Stored data:
════════════════════
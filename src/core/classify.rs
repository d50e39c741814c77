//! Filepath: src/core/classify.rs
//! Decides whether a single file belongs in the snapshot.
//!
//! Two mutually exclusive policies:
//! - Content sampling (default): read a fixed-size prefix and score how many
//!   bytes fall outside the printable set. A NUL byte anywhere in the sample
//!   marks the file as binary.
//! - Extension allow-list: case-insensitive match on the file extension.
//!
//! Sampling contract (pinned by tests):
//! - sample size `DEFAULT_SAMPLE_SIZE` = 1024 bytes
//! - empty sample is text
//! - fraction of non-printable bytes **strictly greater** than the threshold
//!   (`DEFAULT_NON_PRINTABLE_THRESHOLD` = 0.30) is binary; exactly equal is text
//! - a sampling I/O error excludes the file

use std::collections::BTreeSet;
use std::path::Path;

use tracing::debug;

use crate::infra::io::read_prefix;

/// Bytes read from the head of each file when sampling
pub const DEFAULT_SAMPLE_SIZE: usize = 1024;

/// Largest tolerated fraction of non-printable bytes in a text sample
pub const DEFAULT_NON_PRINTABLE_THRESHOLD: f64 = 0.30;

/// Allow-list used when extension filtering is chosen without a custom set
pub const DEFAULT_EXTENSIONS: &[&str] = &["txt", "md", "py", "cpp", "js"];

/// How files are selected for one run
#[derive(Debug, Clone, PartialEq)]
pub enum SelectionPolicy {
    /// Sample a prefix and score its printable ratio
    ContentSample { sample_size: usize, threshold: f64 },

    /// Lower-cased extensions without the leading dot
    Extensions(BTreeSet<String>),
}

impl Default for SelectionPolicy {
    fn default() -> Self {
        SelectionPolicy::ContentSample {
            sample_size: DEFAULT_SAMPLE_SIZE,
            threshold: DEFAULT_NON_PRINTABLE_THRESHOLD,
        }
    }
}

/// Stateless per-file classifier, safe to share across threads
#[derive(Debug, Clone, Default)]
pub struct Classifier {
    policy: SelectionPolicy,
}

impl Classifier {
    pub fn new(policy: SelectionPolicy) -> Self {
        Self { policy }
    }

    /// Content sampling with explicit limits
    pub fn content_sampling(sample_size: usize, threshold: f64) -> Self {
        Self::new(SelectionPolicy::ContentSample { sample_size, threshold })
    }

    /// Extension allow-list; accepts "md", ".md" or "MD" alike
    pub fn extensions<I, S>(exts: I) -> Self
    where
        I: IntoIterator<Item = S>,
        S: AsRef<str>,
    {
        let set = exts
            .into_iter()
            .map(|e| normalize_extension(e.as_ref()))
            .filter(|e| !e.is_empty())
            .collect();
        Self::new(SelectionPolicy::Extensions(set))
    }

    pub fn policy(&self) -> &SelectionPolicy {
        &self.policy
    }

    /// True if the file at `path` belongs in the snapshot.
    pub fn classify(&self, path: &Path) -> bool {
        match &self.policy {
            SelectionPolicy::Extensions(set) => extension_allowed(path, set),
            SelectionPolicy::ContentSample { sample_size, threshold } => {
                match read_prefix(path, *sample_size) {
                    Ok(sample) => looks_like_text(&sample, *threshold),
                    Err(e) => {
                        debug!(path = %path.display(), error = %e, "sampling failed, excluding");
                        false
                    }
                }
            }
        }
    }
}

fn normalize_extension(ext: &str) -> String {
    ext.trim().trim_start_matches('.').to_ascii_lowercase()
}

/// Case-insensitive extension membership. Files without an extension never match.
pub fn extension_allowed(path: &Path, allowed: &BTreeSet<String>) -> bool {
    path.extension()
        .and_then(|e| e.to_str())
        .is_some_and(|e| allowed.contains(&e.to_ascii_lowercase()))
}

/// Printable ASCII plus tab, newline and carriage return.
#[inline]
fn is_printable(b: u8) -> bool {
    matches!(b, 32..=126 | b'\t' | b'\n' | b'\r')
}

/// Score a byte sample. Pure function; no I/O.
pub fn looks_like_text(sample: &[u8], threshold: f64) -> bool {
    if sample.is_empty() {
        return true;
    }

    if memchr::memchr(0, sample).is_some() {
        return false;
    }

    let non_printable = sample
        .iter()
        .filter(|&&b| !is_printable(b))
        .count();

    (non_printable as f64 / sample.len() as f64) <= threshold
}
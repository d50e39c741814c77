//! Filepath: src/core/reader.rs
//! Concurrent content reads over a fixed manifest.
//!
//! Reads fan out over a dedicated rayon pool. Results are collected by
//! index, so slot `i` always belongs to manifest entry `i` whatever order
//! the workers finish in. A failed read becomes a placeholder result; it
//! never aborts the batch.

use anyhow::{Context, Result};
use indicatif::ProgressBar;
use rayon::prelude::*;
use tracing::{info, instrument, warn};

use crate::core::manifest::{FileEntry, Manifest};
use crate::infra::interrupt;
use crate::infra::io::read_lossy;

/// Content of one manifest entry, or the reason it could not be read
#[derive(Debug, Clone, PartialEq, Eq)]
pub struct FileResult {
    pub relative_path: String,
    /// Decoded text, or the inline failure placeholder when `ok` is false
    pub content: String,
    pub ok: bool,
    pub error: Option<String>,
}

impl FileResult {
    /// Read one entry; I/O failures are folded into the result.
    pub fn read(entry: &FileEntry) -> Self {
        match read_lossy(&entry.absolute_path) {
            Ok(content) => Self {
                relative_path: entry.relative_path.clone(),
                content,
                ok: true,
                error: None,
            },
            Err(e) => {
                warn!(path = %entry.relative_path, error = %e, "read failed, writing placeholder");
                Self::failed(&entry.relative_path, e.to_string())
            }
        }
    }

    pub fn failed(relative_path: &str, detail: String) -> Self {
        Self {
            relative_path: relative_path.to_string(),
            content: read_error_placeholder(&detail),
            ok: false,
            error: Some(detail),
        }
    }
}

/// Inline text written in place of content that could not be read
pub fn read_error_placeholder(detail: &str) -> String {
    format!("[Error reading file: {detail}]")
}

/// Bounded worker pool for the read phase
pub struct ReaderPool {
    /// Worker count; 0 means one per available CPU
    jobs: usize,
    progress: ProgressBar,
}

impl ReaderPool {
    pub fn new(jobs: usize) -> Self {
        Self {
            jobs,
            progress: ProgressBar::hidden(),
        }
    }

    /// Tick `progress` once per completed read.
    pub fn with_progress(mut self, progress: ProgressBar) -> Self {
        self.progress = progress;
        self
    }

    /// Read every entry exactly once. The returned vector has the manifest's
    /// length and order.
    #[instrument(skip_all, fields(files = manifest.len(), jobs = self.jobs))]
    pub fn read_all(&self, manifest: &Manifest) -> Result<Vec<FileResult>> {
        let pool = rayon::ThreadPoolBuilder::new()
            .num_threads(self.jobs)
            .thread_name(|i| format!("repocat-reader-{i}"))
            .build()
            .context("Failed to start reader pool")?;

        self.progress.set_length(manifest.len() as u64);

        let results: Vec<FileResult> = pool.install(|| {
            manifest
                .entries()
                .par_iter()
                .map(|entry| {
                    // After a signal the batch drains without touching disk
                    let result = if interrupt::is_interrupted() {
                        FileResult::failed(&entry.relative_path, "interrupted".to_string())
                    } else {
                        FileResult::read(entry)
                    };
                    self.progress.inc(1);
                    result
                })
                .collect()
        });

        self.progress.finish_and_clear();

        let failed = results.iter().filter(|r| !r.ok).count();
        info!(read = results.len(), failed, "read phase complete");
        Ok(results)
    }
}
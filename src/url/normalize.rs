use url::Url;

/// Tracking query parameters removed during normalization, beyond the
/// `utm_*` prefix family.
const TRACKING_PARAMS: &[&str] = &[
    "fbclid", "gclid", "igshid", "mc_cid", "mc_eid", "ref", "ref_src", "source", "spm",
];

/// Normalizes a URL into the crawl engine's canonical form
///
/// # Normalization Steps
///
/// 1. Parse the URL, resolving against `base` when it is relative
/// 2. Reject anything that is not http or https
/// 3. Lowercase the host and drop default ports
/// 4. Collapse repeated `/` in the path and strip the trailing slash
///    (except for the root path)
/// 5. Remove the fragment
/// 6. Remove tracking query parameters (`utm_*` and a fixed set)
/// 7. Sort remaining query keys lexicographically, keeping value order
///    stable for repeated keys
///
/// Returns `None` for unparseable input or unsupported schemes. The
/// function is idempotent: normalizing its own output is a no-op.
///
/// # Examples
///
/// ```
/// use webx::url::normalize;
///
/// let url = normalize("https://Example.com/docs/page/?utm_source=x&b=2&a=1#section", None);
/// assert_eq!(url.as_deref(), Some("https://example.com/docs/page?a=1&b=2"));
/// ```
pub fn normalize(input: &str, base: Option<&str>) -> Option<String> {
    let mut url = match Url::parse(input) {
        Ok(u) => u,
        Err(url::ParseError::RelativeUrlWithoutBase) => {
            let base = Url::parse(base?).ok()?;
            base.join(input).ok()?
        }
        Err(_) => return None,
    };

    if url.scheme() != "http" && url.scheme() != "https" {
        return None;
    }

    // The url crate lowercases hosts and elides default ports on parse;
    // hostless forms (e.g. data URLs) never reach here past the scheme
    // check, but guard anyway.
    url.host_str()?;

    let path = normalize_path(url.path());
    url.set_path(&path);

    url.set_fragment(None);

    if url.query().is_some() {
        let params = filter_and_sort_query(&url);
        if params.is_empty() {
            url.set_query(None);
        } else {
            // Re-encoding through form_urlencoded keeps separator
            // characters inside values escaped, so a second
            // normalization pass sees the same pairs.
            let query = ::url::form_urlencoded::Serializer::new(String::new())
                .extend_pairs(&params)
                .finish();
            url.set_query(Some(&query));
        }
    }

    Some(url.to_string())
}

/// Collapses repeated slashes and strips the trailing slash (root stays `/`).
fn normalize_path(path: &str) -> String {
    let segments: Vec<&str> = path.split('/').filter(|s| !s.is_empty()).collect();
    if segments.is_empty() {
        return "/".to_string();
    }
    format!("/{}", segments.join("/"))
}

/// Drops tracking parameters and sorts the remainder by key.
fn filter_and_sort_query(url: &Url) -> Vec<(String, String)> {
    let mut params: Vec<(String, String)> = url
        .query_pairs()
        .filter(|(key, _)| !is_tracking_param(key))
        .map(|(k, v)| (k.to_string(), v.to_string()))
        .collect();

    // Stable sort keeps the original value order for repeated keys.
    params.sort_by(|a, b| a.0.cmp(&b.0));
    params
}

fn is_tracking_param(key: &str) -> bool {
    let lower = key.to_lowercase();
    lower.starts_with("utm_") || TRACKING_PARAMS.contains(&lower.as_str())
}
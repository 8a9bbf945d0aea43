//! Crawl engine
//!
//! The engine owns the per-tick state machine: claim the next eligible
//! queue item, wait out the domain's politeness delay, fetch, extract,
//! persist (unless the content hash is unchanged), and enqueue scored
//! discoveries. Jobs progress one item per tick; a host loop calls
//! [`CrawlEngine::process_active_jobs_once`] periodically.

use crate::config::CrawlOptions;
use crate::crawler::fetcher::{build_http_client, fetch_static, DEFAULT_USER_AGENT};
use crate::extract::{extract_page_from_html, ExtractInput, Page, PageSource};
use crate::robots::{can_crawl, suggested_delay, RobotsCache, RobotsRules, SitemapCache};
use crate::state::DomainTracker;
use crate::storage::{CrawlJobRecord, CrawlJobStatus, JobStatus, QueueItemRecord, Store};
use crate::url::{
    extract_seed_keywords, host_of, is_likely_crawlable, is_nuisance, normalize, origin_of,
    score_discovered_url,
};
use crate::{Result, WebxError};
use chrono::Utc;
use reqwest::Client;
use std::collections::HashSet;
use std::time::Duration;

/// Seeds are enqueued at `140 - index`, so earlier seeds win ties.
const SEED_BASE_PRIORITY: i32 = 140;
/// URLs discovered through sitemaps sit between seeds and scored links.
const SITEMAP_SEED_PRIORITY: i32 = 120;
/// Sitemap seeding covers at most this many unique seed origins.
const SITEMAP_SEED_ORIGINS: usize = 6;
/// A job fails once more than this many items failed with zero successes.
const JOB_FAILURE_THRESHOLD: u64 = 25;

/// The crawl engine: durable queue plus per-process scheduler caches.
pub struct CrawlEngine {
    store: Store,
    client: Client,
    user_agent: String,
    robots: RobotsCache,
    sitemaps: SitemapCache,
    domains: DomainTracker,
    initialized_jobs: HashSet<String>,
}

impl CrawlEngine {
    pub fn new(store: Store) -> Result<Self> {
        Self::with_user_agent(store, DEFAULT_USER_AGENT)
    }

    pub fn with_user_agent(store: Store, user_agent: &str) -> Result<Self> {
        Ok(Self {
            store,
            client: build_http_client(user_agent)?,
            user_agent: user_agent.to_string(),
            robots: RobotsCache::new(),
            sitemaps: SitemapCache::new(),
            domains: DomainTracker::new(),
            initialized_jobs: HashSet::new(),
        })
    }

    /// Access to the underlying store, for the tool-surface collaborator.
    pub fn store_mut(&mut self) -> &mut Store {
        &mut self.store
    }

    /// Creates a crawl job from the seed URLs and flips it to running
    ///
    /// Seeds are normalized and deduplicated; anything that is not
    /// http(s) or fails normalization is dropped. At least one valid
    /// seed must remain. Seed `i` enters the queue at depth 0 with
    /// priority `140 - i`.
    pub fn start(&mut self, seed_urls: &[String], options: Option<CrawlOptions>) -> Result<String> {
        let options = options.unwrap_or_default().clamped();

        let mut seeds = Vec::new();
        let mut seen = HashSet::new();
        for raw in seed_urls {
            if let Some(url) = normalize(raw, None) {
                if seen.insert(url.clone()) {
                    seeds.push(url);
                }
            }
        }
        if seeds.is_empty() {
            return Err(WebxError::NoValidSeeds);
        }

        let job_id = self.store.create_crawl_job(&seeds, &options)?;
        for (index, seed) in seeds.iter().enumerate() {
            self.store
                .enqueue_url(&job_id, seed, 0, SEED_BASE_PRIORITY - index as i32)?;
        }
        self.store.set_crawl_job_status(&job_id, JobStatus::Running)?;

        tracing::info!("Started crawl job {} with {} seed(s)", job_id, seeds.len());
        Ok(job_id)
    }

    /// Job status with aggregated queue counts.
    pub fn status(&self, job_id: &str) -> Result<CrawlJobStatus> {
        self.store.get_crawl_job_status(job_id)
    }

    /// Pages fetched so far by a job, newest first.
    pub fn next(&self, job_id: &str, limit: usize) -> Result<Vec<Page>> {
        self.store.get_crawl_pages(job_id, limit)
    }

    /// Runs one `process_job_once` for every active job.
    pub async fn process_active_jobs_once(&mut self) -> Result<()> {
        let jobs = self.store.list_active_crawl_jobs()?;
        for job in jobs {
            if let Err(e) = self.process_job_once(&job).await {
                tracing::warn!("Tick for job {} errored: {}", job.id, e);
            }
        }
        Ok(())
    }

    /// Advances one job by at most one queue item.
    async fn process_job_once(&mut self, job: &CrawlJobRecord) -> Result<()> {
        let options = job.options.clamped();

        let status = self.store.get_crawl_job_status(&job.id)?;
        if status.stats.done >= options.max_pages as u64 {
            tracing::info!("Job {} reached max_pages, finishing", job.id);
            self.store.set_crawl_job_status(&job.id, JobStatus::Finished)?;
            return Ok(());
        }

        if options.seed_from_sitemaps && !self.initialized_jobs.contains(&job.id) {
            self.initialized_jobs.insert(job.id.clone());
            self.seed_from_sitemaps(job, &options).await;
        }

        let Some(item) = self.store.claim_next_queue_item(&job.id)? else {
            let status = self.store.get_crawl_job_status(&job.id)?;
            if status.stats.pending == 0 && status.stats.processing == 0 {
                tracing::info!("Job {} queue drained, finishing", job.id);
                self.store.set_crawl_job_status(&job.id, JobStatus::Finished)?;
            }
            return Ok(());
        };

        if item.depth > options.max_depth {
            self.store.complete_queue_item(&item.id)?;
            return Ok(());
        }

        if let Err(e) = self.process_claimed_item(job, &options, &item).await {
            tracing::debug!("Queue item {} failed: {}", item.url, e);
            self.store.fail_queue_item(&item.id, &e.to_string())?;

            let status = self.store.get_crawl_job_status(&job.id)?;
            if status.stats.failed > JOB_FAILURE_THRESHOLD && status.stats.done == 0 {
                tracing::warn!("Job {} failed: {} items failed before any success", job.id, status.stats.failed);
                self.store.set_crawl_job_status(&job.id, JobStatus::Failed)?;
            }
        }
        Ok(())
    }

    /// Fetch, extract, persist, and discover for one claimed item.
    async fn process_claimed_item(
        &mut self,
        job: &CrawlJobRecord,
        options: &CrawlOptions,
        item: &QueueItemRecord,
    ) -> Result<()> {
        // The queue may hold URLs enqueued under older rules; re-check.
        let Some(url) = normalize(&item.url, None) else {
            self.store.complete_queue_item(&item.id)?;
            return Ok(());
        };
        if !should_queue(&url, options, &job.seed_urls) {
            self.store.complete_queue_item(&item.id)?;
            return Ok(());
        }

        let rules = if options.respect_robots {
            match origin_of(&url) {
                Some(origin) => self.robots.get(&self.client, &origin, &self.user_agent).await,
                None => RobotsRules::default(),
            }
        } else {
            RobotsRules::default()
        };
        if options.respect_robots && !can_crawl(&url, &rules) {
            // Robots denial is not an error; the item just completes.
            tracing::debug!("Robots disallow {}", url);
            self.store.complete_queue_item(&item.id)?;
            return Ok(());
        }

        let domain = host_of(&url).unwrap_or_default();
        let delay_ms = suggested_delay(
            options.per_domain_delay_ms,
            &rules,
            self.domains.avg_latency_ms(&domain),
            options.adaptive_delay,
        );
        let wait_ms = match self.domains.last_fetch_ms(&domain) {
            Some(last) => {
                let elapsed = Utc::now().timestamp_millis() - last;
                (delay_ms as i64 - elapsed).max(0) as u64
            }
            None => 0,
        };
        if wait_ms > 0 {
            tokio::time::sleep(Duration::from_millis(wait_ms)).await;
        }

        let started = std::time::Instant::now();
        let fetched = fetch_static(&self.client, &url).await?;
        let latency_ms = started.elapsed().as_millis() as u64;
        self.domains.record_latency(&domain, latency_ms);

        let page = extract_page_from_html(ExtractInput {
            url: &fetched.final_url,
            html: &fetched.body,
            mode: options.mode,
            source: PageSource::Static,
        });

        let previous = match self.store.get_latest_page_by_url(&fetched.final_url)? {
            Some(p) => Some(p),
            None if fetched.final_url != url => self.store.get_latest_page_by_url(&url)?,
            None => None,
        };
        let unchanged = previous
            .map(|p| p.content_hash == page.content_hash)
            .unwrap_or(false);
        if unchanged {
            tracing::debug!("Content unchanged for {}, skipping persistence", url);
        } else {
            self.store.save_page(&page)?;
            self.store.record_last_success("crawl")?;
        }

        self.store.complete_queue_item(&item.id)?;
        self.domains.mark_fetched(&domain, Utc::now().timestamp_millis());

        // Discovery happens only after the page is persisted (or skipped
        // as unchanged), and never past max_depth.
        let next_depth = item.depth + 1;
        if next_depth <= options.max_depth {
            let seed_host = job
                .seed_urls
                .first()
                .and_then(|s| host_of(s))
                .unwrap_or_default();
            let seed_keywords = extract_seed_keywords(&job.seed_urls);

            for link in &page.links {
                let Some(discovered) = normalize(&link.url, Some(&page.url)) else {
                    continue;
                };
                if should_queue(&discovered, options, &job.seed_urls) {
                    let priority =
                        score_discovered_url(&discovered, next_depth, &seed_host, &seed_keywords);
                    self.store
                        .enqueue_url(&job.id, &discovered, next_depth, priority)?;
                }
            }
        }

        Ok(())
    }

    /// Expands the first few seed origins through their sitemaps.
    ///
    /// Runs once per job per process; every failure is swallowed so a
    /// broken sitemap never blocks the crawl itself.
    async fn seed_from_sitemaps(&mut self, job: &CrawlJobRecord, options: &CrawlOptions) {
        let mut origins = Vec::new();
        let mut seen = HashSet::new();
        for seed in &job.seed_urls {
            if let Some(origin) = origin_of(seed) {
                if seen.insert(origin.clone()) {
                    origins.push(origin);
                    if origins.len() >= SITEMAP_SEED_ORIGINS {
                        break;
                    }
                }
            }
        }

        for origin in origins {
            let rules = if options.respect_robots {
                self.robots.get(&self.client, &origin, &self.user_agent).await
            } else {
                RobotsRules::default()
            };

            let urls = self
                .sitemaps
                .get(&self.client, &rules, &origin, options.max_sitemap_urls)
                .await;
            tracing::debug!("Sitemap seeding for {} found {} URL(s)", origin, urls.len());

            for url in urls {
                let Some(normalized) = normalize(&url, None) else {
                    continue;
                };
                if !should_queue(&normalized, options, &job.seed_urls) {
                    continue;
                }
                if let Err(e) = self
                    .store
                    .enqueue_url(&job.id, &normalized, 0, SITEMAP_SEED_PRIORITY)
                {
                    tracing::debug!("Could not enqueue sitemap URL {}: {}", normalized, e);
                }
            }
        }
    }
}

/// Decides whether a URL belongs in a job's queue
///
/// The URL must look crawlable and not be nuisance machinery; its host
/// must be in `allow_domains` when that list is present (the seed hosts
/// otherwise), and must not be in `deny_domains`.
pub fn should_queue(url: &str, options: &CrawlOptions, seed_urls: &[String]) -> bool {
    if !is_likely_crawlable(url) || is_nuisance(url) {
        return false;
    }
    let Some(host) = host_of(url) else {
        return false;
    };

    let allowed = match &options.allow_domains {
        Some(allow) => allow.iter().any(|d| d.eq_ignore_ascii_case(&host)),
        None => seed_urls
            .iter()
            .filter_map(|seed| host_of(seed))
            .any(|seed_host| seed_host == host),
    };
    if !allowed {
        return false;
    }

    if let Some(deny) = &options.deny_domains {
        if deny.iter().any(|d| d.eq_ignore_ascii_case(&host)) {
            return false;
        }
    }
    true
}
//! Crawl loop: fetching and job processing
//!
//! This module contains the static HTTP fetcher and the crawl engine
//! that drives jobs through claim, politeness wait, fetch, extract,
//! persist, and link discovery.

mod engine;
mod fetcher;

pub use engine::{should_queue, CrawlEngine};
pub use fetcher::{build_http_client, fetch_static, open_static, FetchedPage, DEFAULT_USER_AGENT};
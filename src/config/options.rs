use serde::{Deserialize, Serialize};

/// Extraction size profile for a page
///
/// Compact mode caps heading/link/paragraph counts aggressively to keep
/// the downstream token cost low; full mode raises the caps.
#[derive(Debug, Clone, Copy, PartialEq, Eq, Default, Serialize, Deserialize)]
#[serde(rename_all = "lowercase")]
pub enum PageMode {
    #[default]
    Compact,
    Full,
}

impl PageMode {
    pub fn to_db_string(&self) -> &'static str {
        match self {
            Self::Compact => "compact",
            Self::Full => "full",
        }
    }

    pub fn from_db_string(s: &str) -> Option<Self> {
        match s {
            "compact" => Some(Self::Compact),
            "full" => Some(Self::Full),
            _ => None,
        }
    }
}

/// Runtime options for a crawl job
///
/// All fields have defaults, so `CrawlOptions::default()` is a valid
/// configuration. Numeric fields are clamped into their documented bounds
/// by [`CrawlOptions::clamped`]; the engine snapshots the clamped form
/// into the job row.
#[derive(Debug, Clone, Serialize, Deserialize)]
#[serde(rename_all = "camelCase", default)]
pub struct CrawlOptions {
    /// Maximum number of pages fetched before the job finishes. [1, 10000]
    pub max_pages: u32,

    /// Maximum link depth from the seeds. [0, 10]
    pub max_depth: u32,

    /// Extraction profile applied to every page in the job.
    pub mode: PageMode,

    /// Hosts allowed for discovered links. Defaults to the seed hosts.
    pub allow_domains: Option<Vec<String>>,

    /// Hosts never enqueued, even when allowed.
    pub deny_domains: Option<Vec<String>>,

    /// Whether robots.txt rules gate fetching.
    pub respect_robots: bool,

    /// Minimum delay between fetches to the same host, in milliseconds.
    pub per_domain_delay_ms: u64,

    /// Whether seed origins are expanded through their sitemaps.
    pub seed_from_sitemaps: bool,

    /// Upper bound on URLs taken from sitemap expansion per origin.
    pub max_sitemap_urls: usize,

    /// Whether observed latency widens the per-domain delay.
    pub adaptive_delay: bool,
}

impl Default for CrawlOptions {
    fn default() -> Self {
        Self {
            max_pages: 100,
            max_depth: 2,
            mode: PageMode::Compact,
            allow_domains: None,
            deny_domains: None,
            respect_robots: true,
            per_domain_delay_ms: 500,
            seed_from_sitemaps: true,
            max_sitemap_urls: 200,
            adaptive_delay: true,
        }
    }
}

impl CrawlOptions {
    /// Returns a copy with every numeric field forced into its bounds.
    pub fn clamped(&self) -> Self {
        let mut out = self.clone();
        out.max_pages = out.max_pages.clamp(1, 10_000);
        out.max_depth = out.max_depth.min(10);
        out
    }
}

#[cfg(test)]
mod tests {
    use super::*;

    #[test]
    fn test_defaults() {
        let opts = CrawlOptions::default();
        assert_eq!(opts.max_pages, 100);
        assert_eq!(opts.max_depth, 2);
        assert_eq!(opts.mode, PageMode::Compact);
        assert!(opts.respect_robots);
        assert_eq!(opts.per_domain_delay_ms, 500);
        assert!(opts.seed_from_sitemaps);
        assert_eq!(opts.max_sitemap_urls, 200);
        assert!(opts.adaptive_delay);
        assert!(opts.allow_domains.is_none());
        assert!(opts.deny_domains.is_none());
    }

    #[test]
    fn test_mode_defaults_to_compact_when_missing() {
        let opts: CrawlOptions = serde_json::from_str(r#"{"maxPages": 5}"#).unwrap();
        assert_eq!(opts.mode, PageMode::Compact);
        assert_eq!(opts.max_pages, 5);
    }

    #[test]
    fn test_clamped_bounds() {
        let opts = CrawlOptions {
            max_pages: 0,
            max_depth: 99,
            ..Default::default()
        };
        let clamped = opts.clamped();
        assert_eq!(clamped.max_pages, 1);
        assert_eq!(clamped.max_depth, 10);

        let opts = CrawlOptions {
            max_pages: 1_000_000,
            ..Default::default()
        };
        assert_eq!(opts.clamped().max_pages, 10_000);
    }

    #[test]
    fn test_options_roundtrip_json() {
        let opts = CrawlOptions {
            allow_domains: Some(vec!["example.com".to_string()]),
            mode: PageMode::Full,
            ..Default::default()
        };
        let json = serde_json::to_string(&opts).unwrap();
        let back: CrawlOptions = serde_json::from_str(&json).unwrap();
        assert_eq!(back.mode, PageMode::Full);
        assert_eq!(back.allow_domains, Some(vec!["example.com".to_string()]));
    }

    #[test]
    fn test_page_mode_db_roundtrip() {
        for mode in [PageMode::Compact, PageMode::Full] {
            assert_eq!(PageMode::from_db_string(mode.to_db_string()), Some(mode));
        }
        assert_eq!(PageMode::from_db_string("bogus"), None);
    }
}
════════════════════
Exercise details:
Which lines above contain "fetching"? Show each of them.

Written response:
//! Crawl loop: fetching and job processing
    /// Whether robots.txt rules gate fetching.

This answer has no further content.